Work task:
Whenever a line below holds the word "zeros", count it; then give the total and nothing else.

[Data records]
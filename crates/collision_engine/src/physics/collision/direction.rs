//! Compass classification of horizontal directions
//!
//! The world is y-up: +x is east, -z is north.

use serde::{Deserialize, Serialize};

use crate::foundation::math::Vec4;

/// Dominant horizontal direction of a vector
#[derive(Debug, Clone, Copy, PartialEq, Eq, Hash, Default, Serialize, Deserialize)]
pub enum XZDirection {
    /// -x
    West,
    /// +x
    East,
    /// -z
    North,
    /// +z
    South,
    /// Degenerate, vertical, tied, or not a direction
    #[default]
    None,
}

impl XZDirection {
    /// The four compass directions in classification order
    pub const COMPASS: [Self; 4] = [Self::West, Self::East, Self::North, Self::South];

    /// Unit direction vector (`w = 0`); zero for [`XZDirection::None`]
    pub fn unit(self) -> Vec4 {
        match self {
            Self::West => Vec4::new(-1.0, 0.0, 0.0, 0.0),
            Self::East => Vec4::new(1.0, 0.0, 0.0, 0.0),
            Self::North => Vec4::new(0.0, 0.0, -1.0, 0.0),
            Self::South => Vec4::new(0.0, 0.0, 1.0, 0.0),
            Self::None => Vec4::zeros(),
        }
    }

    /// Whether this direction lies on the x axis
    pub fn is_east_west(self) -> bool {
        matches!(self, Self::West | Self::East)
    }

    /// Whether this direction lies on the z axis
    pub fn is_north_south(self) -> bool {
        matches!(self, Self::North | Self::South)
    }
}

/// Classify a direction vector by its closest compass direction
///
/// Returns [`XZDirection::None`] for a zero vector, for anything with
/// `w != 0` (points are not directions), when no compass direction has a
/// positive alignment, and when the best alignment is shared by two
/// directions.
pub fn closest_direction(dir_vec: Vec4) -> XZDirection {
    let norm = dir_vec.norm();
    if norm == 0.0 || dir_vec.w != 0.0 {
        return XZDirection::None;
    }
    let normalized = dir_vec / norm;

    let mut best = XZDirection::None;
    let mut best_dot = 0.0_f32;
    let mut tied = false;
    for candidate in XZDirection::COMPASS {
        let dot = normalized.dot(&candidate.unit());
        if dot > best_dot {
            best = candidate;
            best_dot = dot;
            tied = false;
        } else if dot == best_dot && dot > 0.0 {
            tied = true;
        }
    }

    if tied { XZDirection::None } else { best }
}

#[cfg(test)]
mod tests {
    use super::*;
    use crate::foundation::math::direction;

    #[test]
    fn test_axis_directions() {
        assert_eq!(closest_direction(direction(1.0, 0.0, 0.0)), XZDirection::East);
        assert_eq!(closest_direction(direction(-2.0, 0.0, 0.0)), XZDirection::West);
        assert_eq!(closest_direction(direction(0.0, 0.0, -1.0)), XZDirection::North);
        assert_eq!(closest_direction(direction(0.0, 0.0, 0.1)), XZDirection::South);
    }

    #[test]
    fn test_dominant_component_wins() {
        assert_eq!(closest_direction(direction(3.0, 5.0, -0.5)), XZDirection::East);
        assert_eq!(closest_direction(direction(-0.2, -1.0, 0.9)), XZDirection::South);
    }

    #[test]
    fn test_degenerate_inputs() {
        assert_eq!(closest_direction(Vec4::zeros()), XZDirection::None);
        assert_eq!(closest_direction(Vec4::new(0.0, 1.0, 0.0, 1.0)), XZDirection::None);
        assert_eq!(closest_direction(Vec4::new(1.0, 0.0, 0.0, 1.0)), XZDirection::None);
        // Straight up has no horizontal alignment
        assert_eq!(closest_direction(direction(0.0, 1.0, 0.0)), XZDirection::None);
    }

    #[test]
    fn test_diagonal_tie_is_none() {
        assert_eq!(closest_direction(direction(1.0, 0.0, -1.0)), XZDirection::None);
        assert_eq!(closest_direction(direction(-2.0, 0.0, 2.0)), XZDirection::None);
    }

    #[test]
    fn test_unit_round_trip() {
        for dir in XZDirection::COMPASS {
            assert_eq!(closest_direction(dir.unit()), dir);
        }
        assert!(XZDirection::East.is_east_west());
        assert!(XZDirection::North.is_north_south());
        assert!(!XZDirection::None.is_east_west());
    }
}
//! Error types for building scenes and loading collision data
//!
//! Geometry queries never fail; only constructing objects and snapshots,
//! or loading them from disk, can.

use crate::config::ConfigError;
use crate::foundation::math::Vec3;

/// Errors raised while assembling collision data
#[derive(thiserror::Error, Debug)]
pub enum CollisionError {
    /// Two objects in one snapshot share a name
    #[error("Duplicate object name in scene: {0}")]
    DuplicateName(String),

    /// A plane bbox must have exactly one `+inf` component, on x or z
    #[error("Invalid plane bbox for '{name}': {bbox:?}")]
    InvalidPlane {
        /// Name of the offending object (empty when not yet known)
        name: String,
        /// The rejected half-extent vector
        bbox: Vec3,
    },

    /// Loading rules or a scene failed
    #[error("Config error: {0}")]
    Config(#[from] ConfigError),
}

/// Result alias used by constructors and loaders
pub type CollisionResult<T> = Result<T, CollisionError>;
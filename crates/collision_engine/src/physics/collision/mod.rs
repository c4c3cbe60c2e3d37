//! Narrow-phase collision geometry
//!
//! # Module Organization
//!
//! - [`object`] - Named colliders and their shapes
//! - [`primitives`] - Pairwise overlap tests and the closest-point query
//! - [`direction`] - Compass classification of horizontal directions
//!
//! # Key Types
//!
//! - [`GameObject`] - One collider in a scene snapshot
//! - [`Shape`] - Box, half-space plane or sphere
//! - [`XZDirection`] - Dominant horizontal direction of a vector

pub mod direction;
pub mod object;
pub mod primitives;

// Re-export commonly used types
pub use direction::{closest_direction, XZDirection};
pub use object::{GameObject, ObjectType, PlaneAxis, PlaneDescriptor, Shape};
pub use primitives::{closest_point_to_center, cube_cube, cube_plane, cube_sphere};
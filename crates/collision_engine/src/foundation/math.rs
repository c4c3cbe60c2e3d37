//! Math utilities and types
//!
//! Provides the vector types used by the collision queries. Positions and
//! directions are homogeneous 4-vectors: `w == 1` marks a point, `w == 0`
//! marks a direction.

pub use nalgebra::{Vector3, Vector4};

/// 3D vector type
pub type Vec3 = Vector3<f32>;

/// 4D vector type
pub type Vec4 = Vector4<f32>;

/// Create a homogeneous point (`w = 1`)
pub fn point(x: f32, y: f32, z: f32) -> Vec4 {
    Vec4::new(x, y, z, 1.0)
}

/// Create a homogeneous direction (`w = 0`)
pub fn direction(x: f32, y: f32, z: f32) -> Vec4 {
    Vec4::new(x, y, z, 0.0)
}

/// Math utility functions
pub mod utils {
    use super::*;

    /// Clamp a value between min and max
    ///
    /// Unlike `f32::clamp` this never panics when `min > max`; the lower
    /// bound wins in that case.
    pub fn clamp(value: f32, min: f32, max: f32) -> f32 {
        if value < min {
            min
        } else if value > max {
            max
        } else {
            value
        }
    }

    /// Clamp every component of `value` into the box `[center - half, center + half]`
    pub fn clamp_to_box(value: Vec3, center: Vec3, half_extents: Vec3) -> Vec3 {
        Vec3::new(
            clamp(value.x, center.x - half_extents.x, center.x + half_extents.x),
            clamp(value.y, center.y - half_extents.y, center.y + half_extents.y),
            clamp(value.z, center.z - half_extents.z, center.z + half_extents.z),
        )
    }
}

Answer to this task:
2